How is a child defined?
A child is defined by the Palermo Protocol and the United Nations Convention on the Rights of the Child as any person under the age of 18. How is a separated child defined? The United Nations Convention on the Rights of the Child defines a separated child as “a child who has been separated from both parents, or from their previous legal or customary caregiver. This might not necessarily from other relatives. This may, therefore, include a child accompanied by other adult family members. How is an unaccompanied asylum-seeking child (UASC) defined? The Department for Education’s Statutory guidance for local authorities on the care of unaccompanied asylum seeking and trafficked children defines an unaccompanied asylum-seeking child as a “child who is applying for asylum in their own right and is separated from both parents and is not being cared for by an adult who in law or by custom has responsibility to do so”.
How is an unaccompanied child defined?
The United Nations Convention on the Rights of the Child defines an unaccompanied child as a “child who has been separated from both parents and other relatives and are not being cared for by an adult who, by law or custom, is responsible for doing so”.
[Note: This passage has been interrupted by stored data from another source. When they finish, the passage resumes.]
//! Comments on published posts.

use actix_web::{HttpResponse, web};
use uuid::Uuid;

use inkwell_core::DomainError;
use inkwell_core::domain::Comment;
use inkwell_shared::ApiResponse;
use inkwell_shared::dto::CommentRequest;

use super::form::{JsonOrForm, into_body};
use super::posts::load_post;
use super::views::render_comment;
use crate::middleware::auth::Identity;
use crate::middleware::error::AppResult;
use crate::state::AppState;

fn content_of(body: Option<JsonOrForm<CommentRequest>>) -> String {
    body.and_then(|b| into_body(b).content).unwrap_or_default()
}

/// A comment addressed through a post it does not belong to is not found.
async fn load_comment(state: &AppState, post_id: Uuid, comment_id: Uuid) -> AppResult<Comment> {
    state
        .comments
        .find_by_id(comment_id)
        .await?
        .filter(|c| c.belongs_to(post_id))
        .ok_or_else(|| DomainError::not_found("Comment", comment_id).into())
}

/// POST /posts/{id}/comments
pub async fn add_comment(
    state: web::Data<AppState>,
    identity: Identity,
    path: web::Path<Uuid>,
    body: Option<JsonOrForm<CommentRequest>>,
) -> AppResult<HttpResponse> {
    let post = load_post(&state, path.into_inner()).await?;
    let comment = Comment::new(&post, identity.user_id, content_of(body))?;

    let comment = state.comments.insert(comment).await?;
    tracing::info!(post_id = %post.id, comment_id = %comment.id, "Comment added");

    Ok(HttpResponse::Created().json(ApiResponse::ok_with_message(
        render_comment(&state, comment).await?,
        "Comment added successfully",
    )))
}

/// PUT /posts/{id}/comments/{comment_id}
pub async fn update_comment(
    state: web::Data<AppState>,
    identity: Identity,
    path: web::Path<(Uuid, Uuid)>,
    body: Option<JsonOrForm<CommentRequest>>,
) -> AppResult<HttpResponse> {
    let (post_id, comment_id) = path.into_inner();
    let mut comment = load_comment(&state, post_id, comment_id).await?;

    comment.edit(identity.user_id, content_of(body))?;
    let comment = state.comments.update(comment).await?;

    Ok(HttpResponse::Ok().json(ApiResponse::ok_with_message(
        render_comment(&state, comment).await?,
        "Comment updated successfully",
    )))
}

/// DELETE /posts/{id}/comments/{comment_id}
pub async fn delete_comment(
    state: web::Data<AppState>,
    identity: Identity,
    path: web::Path<(Uuid, Uuid)>,
) -> AppResult<HttpResponse> {
    let (post_id, comment_id) = path.into_inner();
    let comment = load_comment(&state, post_id, comment_id).await?;

    comment.authorize_delete(identity.user_id)?;
    state.comments.delete(comment.id).await?;
    tracing::info!(post_id = %post_id, comment_id = %comment_id, "Comment deleted");

    Ok(HttpResponse::Ok().json(ApiResponse::message("Comment deleted successfully")))
}
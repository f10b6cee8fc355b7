//! # Inkwell Infrastructure
//!
//! Concrete implementations of the ports defined in `inkwell-core`.
//! This crate contains the database, authentication and upload storage
//! integrations.
//!
//! ## Feature Flags
//!
//! - `postgres` (default) - PostgreSQL repositories via SeaORM
//! - `minimal` - No external dependencies, in-memory stores only

pub mod auth;
pub mod database;
pub mod storage;

// Re-exports - always available
pub use auth::{Argon2PasswordService, InMemoryRevocationStore, JwtConfig, JwtTokenService};
pub use database::InMemoryDatabase;
pub use storage::LocalFileStorage;

#[cfg(feature = "postgres")]
pub use database::{
    DatabaseConfig, PostgresCommentRepository, PostgresPostRepository, PostgresRevocationStore,
    PostgresUserRepository,
};
//! Profile of the authenticated user.

use actix_web::{HttpRequest, HttpResponse, web};

use inkwell_core::DomainError;
use inkwell_core::domain::{ProfileChanges, User};
use inkwell_shared::ApiResponse;

use super::form::FormInput;
use super::views::{profile, user_response};
use crate::middleware::auth::Identity;
use crate::middleware::error::AppResult;
use crate::state::AppState;

async fn current_user(state: &AppState, identity: &Identity) -> AppResult<User> {
    state
        .users
        .find_by_id(identity.user_id)
        .await?
        .ok_or_else(|| DomainError::not_found("User", identity.user_id).into())
}

/// GET /user
pub async fn get_profile(state: web::Data<AppState>, identity: Identity) -> AppResult<HttpResponse> {
    let user = current_user(&state, &identity).await?;
    Ok(HttpResponse::Ok().json(ApiResponse::ok_with_message(profile(&user), "User profile")))
}

/// PUT /user - names and/or avatar.
pub async fn update_profile(
    req: HttpRequest,
    payload: web::Payload,
    state: web::Data<AppState>,
    identity: Identity,
) -> AppResult<HttpResponse> {
    let mut form = FormInput::read(&req, payload, state.upload_max_bytes).await?;
    let mut user = current_user(&state, &identity).await?;

    let avatar_url = match form.take_file() {
        Some(upload) => Some(state.storage.store(upload).await?),
        None => None,
    };

    user.update_profile(ProfileChanges {
        first_name: form.text("first_name"),
        last_name: form.text("last_name"),
        avatar_url,
    });
    let user = state.users.update(user).await?;

    tracing::info!(user_id = %user.id, "Profile updated");
    Ok(HttpResponse::Ok().json(ApiResponse::ok_with_message(
        user_response(&user),
        "User profile updated successfully",
    )))
}
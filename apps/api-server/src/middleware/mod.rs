//! Middleware modules.

pub mod auth;
pub mod cors;
pub mod error;
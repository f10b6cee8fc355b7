//! Upload storage port.

use async_trait::async_trait;

/// A file received from a client.
#[derive(Debug, Clone)]
pub struct Upload {
    /// Client-supplied name, only used for its extension.
    pub file_name: Option<String>,
    pub bytes: Vec<u8>,
}

/// Stores uploads and hands back the public path they are served under.
#[async_trait]
pub trait FileStorage: Send + Sync {
    async fn store(&self, upload: Upload) -> Result<String, StorageError>;
}

#[derive(Debug, thiserror::Error)]
pub enum StorageError {
    #[error("I/O error: {0}")]
    Io(String),
}
//! Authentication handlers.

use actix_web::{HttpResponse, web};

use inkwell_core::DomainError;
use inkwell_core::domain::User;
use inkwell_core::error::RepoError;
use inkwell_core::ports::AuthError;
use inkwell_shared::ApiResponse;
use inkwell_shared::dto::{LoginDetails, LoginRequest, LoginResponse, SignupRequest, SignupResponse};

use super::form::{JsonOrForm, into_body};
use crate::middleware::auth::Identity;
use crate::middleware::error::{AppError, AppResult};
use crate::state::AppState;

fn present(value: Option<String>) -> Option<String> {
    value.filter(|v| !v.trim().is_empty())
}

/// Emails are compared case-insensitively and without surrounding spaces.
fn normalize_email(email: &str) -> String {
    email.trim().to_lowercase()
}

/// POST /auth/signup
pub async fn signup(
    state: web::Data<AppState>,
    body: JsonOrForm<SignupRequest>,
) -> AppResult<HttpResponse> {
    let req = into_body(body);

    let (Some(first_name), Some(last_name), Some(email), Some(password)) = (
        present(req.first_name),
        present(req.last_name),
        present(req.email),
        present(req.password),
    ) else {
        return Err(AppError::BadRequest("All fields are required".to_string()));
    };
    let email = normalize_email(&email);

    if state.users.find_by_email(&email).await?.is_some() {
        return Err(DomainError::Duplicate("User already exists".to_string()).into());
    }

    let password_hash = state.passwords.hash(&password)?;
    let user = User::new(first_name, last_name, email, password_hash);

    // The unique index still catches a concurrent signup for the same email.
    let user = state.users.insert(user).await.map_err(|e| match e {
        RepoError::Constraint(_) => AppError::BadRequest("User already exists".to_string()),
        other => other.into(),
    })?;

    let token = state.tokens.generate_token(user.id)?;
    tracing::info!(user_id = %user.id, "User signed up");

    Ok(HttpResponse::Created().json(ApiResponse::ok_with_message(
        SignupResponse {
            id: user.id,
            first_name: user.first_name,
            last_name: user.last_name,
            email: user.email,
            img_url: user.avatar_url,
            token,
            expires_in: state.tokens.expiration_seconds(),
            is_active: user.is_active,
        },
        "User created successfully",
    )))
}

/// POST /auth/login
pub async fn login(
    state: web::Data<AppState>,
    body: JsonOrForm<LoginRequest>,
) -> AppResult<HttpResponse> {
    let req = into_body(body);

    let (Some(email), Some(password)) = (present(req.email), present(req.password)) else {
        return Err(AppError::BadRequest(
            "Email and password are required".to_string(),
        ));
    };

    let user = state
        .users
        .find_by_email(&normalize_email(&email))
        .await?
        .filter(|u| u.is_active)
        .ok_or(AuthError::InvalidCredentials)?;

    if !state.passwords.verify(&password, &user.password_hash)? {
        tracing::debug!(user_id = %user.id, "Login rejected: wrong password");
        return Err(AuthError::InvalidCredentials.into());
    }

    let token = state.tokens.generate_token(user.id)?;
    tracing::info!(user_id = %user.id, "User logged in");

    Ok(HttpResponse::Ok().json(ApiResponse::ok_with_message(
        LoginResponse {
            token,
            expires_in: state.tokens.expiration_seconds(),
            details: LoginDetails {
                id: user.id,
                name: user.full_name(),
                email: user.email,
                img_url: user.avatar_url,
                is_active: user.is_active,
            },
        },
        "Login successful",
    )))
}

/// GET /auth/logout - revokes the presenting token only.
pub async fn logout(state: web::Data<AppState>, identity: Identity) -> AppResult<HttpResponse> {
    state
        .revocations
        .revoke(identity.token_id, identity.expires_at)
        .await?;

    tracing::info!(user_id = %identity.user_id, "User logged out");
    Ok(HttpResponse::Ok().json(ApiResponse::message("Logged out successfully")))
}
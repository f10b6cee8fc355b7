//! Domain-level error types.

use thiserror::Error;
use uuid::Uuid;

/// Domain errors - business logic failures.
#[derive(Debug, Error)]
pub enum DomainError {
    #[error("{entity_type} not found: {id}")]
    NotFound { entity_type: &'static str, id: Uuid },

    #[error("Validation failed: {0}")]
    Validation(String),

    #[error("Duplicate entity: {0}")]
    Duplicate(String),

    #[error("Invalid credentials")]
    Unauthorized,

    #[error("Forbidden: not the author")]
    Forbidden,

    #[error(transparent)]
    Conflict(#[from] StateConflict),

    #[error("Internal error: {0}")]
    Internal(String),
}

impl DomainError {
    pub fn not_found(entity_type: &'static str, id: Uuid) -> Self {
        Self::NotFound { entity_type, id }
    }
}

/// Rejected lifecycle transitions. These are well-formed requests that the
/// current state of the resource does not allow.
#[derive(Debug, Clone, Copy, PartialEq, Eq, Error)]
pub enum StateConflict {
    #[error("Post is already published")]
    AlreadyPublished,

    #[error("Post is already unpublished")]
    AlreadyDraft,

    #[error("Post is already published. Unpublish before updating.")]
    EditNotAllowed,

    #[error("Post is not published yet. So, you cannot comment on it")]
    PostNotPublished,
}

/// Repository-level errors.
#[derive(Debug, Error)]
pub enum RepoError {
    #[error("Database connection failed: {0}")]
    Connection(String),

    #[error("Query execution failed: {0}")]
    Query(String),

    #[error("Entity not found")]
    NotFound,

    #[error("Constraint violation: {0}")]
    Constraint(String),
}
//! Upload storage implementations.

mod local;

pub use local::{LocalFileStorage, UPLOADS_PREFIX};
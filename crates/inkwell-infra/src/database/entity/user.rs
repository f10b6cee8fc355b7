//! User entity for SeaORM.

use sea_orm::Set;
use sea_orm::entity::prelude::*;

#[derive(Clone, Debug, PartialEq, Eq, DeriveEntityModel)]
#[sea_orm(table_name = "users")]
pub struct Model {
    #[sea_orm(primary_key, auto_increment = false)]
    pub id: Uuid,
    pub first_name: String,
    pub last_name: String,
    #[sea_orm(unique)]
    pub email: String,
    pub password_hash: String,
    pub avatar_url: Option<String>,
    pub is_active: bool,
    pub created_at: DateTimeWithTimeZone,
    pub updated_at: DateTimeWithTimeZone,
}

#[derive(Copy, Clone, Debug, EnumIter, DeriveRelation)]
pub enum Relation {
    #[sea_orm(has_many = "super::post::Entity")]
    Posts,
    #[sea_orm(has_many = "super::comment::Entity")]
    Comments,
}

impl Related<super::post::Entity> for Entity {
    fn to() -> RelationDef {
        Relation::Posts.def()
    }
}

impl Related<super::comment::Entity> for Entity {
    fn to() -> RelationDef {
        Relation::Comments.def()
    }
}

impl ActiveModelBehavior for ActiveModel {}

impl From<Model> for inkwell_core::domain::User {
    fn from(model: Model) -> Self {
        Self {
            id: model.id,
            first_name: model.first_name,
            last_name: model.last_name,
            email: model.email,
            password_hash: model.password_hash,
            avatar_url: model.avatar_url,
            is_active: model.is_active,
            created_at: model.created_at.into(),
            updated_at: model.updated_at.into(),
        }
    }
}

impl From<inkwell_core::domain::User> for ActiveModel {
    fn from(user: inkwell_core::domain::User) -> Self {
        Self {
            id: Set(user.id),
            first_name: Set(user.first_name),
            last_name: Set(user.last_name),
            email: Set(user.email),
            password_hash: Set(user.password_hash),
            avatar_url: Set(user.avatar_url),
            is_active: Set(user.is_active),
            created_at: Set(user.created_at.into()),
            updated_at: Set(user.updated_at.into()),
        }
    }
}
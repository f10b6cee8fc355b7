//! In-memory token revocation list.

use std::collections::HashMap;

use async_trait::async_trait;
use chrono::{DateTime, Utc};
use tokio::sync::RwLock;
use uuid::Uuid;

use inkwell_core::ports::{AuthError, RevocationStore};

/// Revoked token ids with their expiry, behind an async RwLock.
///
/// Expired entries are dropped on every write, so the list never holds more
/// than the tokens revoked within one validity window.
/// Note: Data is lost on process restart.
#[derive(Default)]
pub struct InMemoryRevocationStore {
    revoked: RwLock<HashMap<Uuid, DateTime<Utc>>>,
}

impl InMemoryRevocationStore {
    pub fn new() -> Self {
        Self::default()
    }

    pub async fn len(&self) -> usize {
        self.revoked.read().await.len()
    }
}

#[async_trait]
impl RevocationStore for InMemoryRevocationStore {
    async fn revoke(&self, token_id: Uuid, expires_at: DateTime<Utc>) -> Result<(), AuthError> {
        let now = Utc::now();
        let mut revoked = self.revoked.write().await;

        revoked.retain(|_, exp| *exp > now);
        if expires_at > now {
            revoked.insert(token_id, expires_at);
        }

        Ok(())
    }

    async fn is_revoked(&self, token_id: Uuid) -> Result<bool, AuthError> {
        let revoked = self.revoked.read().await;
        Ok(revoked
            .get(&token_id)
            .is_some_and(|exp| *exp > Utc::now()))
    }
}

#[cfg(test)]
mod tests {
    use super::*;
    use chrono::TimeDelta;

    #[tokio::test]
    async fn test_revoked_token_is_reported() {
        let store = InMemoryRevocationStore::new();
        let token_id = Uuid::new_v4();

        store
            .revoke(token_id, Utc::now() + TimeDelta::hours(1))
            .await
            .unwrap();

        assert!(store.is_revoked(token_id).await.unwrap());
        assert!(!store.is_revoked(Uuid::new_v4()).await.unwrap());
    }

    #[tokio::test]
    async fn test_expired_entries_are_purged_on_write() {
        let store = InMemoryRevocationStore::new();
        let stale = Uuid::new_v4();

        store.revoked.write().await.insert(stale, Utc::now() - TimeDelta::seconds(1));
        assert!(!store.is_revoked(stale).await.unwrap());

        store
            .revoke(Uuid::new_v4(), Utc::now() + TimeDelta::hours(1))
            .await
            .unwrap();

        assert_eq!(store.len().await, 1);
    }

    #[tokio::test]
    async fn test_already_expired_token_is_not_stored() {
        let store = InMemoryRevocationStore::new();

        store
            .revoke(Uuid::new_v4(), Utc::now() - TimeDelta::hours(1))
            .await
            .unwrap();

        assert_eq!(store.len().await, 0);
    }
}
Global trafficking statistics
Worldwide, 40.3 million men, women and children were victims of modern slavery on any day in 2016. Walk Free Foundation,Global Slavery Index, 2018
1 in 4 victims of modern slavery in 2016 were children – a total of 10.1 million child victims.
International Labour Organisation, Walk Free Foundation and International Organisation for Migration, Global Estimates of Modern Slavery: Forced Labour and Forced Marriage, 2017
UK trafficking statistics
6,993 potential victims of human trafficking were identified in 2018. National Crime Agency, National Referral Mechanism Statistics: End of Year Summary, 2018
Nearly half (45%) of all potential victims of trafficking (3,137 victims) were children aged 18 and under. National Crime Agency,National Referral Mechanism Statistics: End of Year Summary 2018
The United Kingdom is the most prominent country of origin for trafficked children. A total of 1,421 reported cases followed by Vietnam (320), Sudan (232), Albania (217), Eritrea (196), Romania (74), Iraq (66), Eithiopia (63), Afghanistan (55), Nigeria (49) and Iran (39).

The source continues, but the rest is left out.